Having a bunch of different blue barred species together would greatly increase the odds of some serious stress and death in and of itself.

Bloat will manifest as a fish dying every few weeks in the manor you describe most often without swollen bellies.

If the Nitrates and Ammonia are zero, and the DIY background doesn't seem to be an issue, I would treat the entire tank with Metro and add no one until I went at least 6 weeks with no deaths.

If you have more information on the timing and number of deaths that may be useful for us to help.

Good Luck.


----------



## jldean23 (May 11, 2012)

the tank is cycled i even used nutrafin cycle to help it meant to say tank is cycled and i use drop tests not the strips and with my background i used stryofoam and because of leeching i used drylock concrete sealer not concrete its safe for ponds and fish so there wouldnt be a leech problem in the water im out of drops for nitrate and ammonia waiting on my guy to get more in stock now as for aggression weirdly enough there is almost no aggression i did have a elet blue johannii that ahole picked on every one and everything scaring my new stock but he has been gone for awhile what aggression there is is a lil species rivalry between same species lol u know this is my rock and the background and tank is maybe 3months total with this water never had a problem till this food and as you say its one bye one maybe lost 5-6 most is new stock just ordered within last month some since the get go but like didnt start till the food it seems if it is bloat like my king sezi he stayed to himself guarding his rock the cichlid frenzy food wouldnt touch it throw some earthworm flakes he would eat sometimes then quit kinda hid then died no buldge showing bloat but to be honest never had cichlid with bloat after all of these years keeping them there is plenty of air real plants anibuis , amazon swords pool filter sand and crushed coral mix for substrate clean my filter every 2 weeks use uv 2 days out of week lol im lost i dont think its ammonia but when i get tester i will know i take extra maintenance to keep tank perfect i order fish from flordia cichlidstore.com they come healthy something wrong hope this helps let me know...


----------



## GoofBoy (Jul 3, 2007)

So are ammonia and Nitrates currently 0, I didn't see that anywhere I could tell?
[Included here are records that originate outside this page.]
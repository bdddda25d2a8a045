//! Session/Job Registry
//!
//! Tracks sessions and background jobs the console reports out of band.
//! Updates are serialized by the registry's own lock, independent of which
//! command happens to be in flight when a banner shows up.
//!
//! Entities are never removed. Closing a session or finishing a job only
//! changes its state, so the full history stays inspectable for the
//! lifetime of the process.

use chrono::{DateTime, Utc};
use std::collections::BTreeMap;
use std::time::Duration;
use tokio::sync::RwLock;

use crate::models::{Entity, EntityKind, EntityRef, Job, JobState, Session, SessionState};
use crate::terminal::ConsoleEvent;

/// Placeholder for fields a banner did not carry
const UNKNOWN: &str = "unknown";

type Key = (u64, u32);

#[derive(Debug, Default)]
struct RegistryInner {
    generation: u64,
    sessions: BTreeMap<Key, Session>,
    jobs: BTreeMap<Key, Job>,
}

/// Registry of asynchronous console entities
#[derive(Debug)]
pub struct Registry {
    inner: RwLock<RegistryInner>,
    liveness_window: Duration,
}

impl Registry {
    pub fn new(liveness_window: Duration) -> Self {
        Self {
            inner: RwLock::new(RegistryInner::default()),
            liveness_window,
        }
    }

    /// Apply one lifecycle event and return the entities it touched
    ///
    /// `origin` names what the console was doing when the event was seen;
    /// it becomes the module reference of newly started jobs.
    pub async fn observe(&self, event: &ConsoleEvent, origin: &str) -> Vec<EntityRef> {
        let now = Utc::now();
        let mut inner = self.inner.write().await;
        let generation = inner.generation;

        let affected = match event {
            ConsoleEvent::SessionOpened {
                id,
                transport_kind,
                local,
                peer,
            } => {
                let session = inner
                    .sessions
                    .entry((generation, *id))
                    .or_insert_with(|| Session {
                        id: *id,
                        generation,
                        transport_kind: transport_kind.clone(),
                        target_identity: peer.clone(),
                        local_endpoint: local.clone(),
                        opened_at: now,
                        last_activity: now,
                        state: SessionState::Active,
                        close_reason: None,
                    });
                session.transport_kind = transport_kind.clone();
                session.target_identity = peer.clone();
                session.local_endpoint = local.clone();
                session.last_activity = now;
                session.state = SessionState::Active;
                session.close_reason = None;
                info!(session_id = id, generation, peer = %peer, "Session opened");
                session.entity_ref()
            }
            ConsoleEvent::SessionClosed { id, reason } => {
                let session = inner
                    .sessions
                    .entry((generation, *id))
                    .or_insert_with(|| Session {
                        id: *id,
                        generation,
                        transport_kind: UNKNOWN.to_string(),
                        target_identity: UNKNOWN.to_string(),
                        local_endpoint: None,
                        opened_at: now,
                        last_activity: now,
                        state: SessionState::Active,
                        close_reason: None,
                    });
                session.state = SessionState::Closed;
                session.last_activity = now;
                session.close_reason = reason.clone();
                info!(session_id = id, generation, reason = ?reason, "Session closed");
                session.entity_ref()
            }
            ConsoleEvent::JobStarted { id } => {
                let job = Job {
                    id: *id,
                    generation,
                    module_reference: origin.to_string(),
                    started_at: now,
                    finished_at: None,
                    state: JobState::Running,
                };
                let entity = job.entity_ref();
                inner.jobs.insert((generation, *id), job);
                info!(job_id = id, generation, module = %origin, "Job started");
                entity
            }
            ConsoleEvent::JobCompleted { id } => {
                let job = finish_job(&mut inner, generation, *id, JobState::Completed, now);
                debug!(job_id = id, generation, "Job completed");
                job
            }
            ConsoleEvent::JobFailed { id, reason } => {
                let job = finish_job(&mut inner, generation, *id, JobState::Failed, now);
                warn!(job_id = id, generation, reason = ?reason, "Job failed");
                job
            }
        };

        vec![affected]
    }

    /// Record activity on an open session of the current console
    ///
    /// A stale session becomes active again. Closed sessions are left alone.
    pub async fn touch(&self, id: u32) -> Option<EntityRef> {
        let mut inner = self.inner.write().await;
        let generation = inner.generation;
        let session = inner.sessions.get_mut(&(generation, id))?;
        if !session.is_open() {
            return None;
        }
        session.last_activity = Utc::now();
        session.state = SessionState::Active;
        Some(session.entity_ref())
    }

    /// Close a session of the current console after an explicit close
    pub async fn close_session(&self, id: u32, reason: &str) -> Option<EntityRef> {
        let mut inner = self.inner.write().await;
        let generation = inner.generation;
        let session = inner.sessions.get_mut(&(generation, id))?;
        if session.state != SessionState::Closed {
            session.state = SessionState::Closed;
            session.close_reason = Some(reason.to_string());
            session.last_activity = Utc::now();
            info!(session_id = id, generation, reason, "Session closed by request");
        }
        Some(session.entity_ref())
    }

    /// All entities of one kind, ordered by generation then id
    pub async fn list(&self, kind: EntityKind) -> Vec<Entity> {
        let inner = self.inner.read().await;
        match kind {
            EntityKind::Session => inner.sessions.values().cloned().map(Entity::Session).collect(),
            EntityKind::Job => inner.jobs.values().cloned().map(Entity::Job).collect(),
        }
    }

    pub async fn sessions(&self) -> Vec<Session> {
        self.inner.read().await.sessions.values().cloned().collect()
    }

    pub async fn jobs(&self) -> Vec<Job> {
        self.inner.read().await.jobs.values().cloned().collect()
    }

    /// Look up a session of the current console
    pub async fn session(&self, id: u32) -> Option<Session> {
        let inner = self.inner.read().await;
        inner.sessions.get(&(inner.generation, id)).cloned()
    }

    /// Look up any entity by reference
    pub async fn get(&self, entity: EntityRef) -> Option<Entity> {
        let inner = self.inner.read().await;
        let key = (entity.generation, entity.id);
        match entity.kind {
            EntityKind::Session => inner.sessions.get(&key).cloned().map(Entity::Session),
            EntityKind::Job => inner.jobs.get(&key).cloned().map(Entity::Job),
        }
    }

    /// Mark sessions idle past the liveness window as stale
    pub async fn reap(&self) -> Vec<EntityRef> {
        self.reap_at(Utc::now()).await
    }

    pub async fn reap_at(&self, now: DateTime<Utc>) -> Vec<EntityRef> {
        let window = match chrono::Duration::from_std(self.liveness_window) {
            Ok(window) => window,
            Err(_) => return Vec::new(),
        };

        let mut inner = self.inner.write().await;
        let mut reaped = Vec::new();
        for session in inner.sessions.values_mut() {
            if session.state == SessionState::Active && now - session.last_activity > window {
                session.state = SessionState::Stale;
                reaped.push(session.entity_ref());
            }
        }

        if !reaped.is_empty() {
            debug!(count = reaped.len(), "Sessions marked stale");
        }
        reaped
    }

    /// Switch to a new console generation
    ///
    /// Everything still open from earlier consoles is gone with them:
    /// sessions are closed and running jobs are failed.
    pub async fn begin_generation(&self, generation: u64) -> Vec<EntityRef> {
        let now = Utc::now();
        let mut inner = self.inner.write().await;
        inner.generation = generation;

        let mut affected = Vec::new();
        for session in inner.sessions.values_mut() {
            if session.generation < generation && session.is_open() {
                session.state = SessionState::Closed;
                session.close_reason = Some("console restarted".to_string());
                affected.push(session.entity_ref());
            }
        }
        for job in inner.jobs.values_mut() {
            if job.generation < generation && job.state == JobState::Running {
                job.state = JobState::Failed;
                job.finished_at = Some(now);
                affected.push(job.entity_ref());
            }
        }

        if !affected.is_empty() {
            warn!(
                generation,
                count = affected.len(),
                "Entities from a previous console invalidated"
            );
        }
        affected
    }

    pub async fn current_generation(&self) -> u64 {
        self.inner.read().await.generation
    }

    pub fn liveness_window(&self) -> Duration {
        self.liveness_window
    }
}

fn finish_job(
    inner: &mut RegistryInner,
    generation: u64,
    id: u32,
    state: JobState,
    now: DateTime<Utc>,
) -> EntityRef {
    let job = inner.jobs.entry((generation, id)).or_insert_with(|| Job {
        id,
        generation,
        module_reference: UNKNOWN.to_string(),
        started_at: now,
        finished_at: None,
        state: JobState::Running,
    });
    job.state = state;
    job.finished_at = Some(now);
    job.entity_ref()
}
If you bought new fish and did not put them in QT and they stopped eating within a month, how can you assume they did not bring something into the tank?

The stress of shipping can bring on illness - IME you just can't assume all fish coming into the house are healthy and not carrying anything - sometimes you get some very nasty s*#@ from _reputable_ dealers, but I won't go there right now.

Bloat can happen to anyone, perfect water does not preclude bloat from occurring, water quality is a major but not sole contributor. If you keep Africans long enough you will deal with bloat at some point, especially with new arrivals.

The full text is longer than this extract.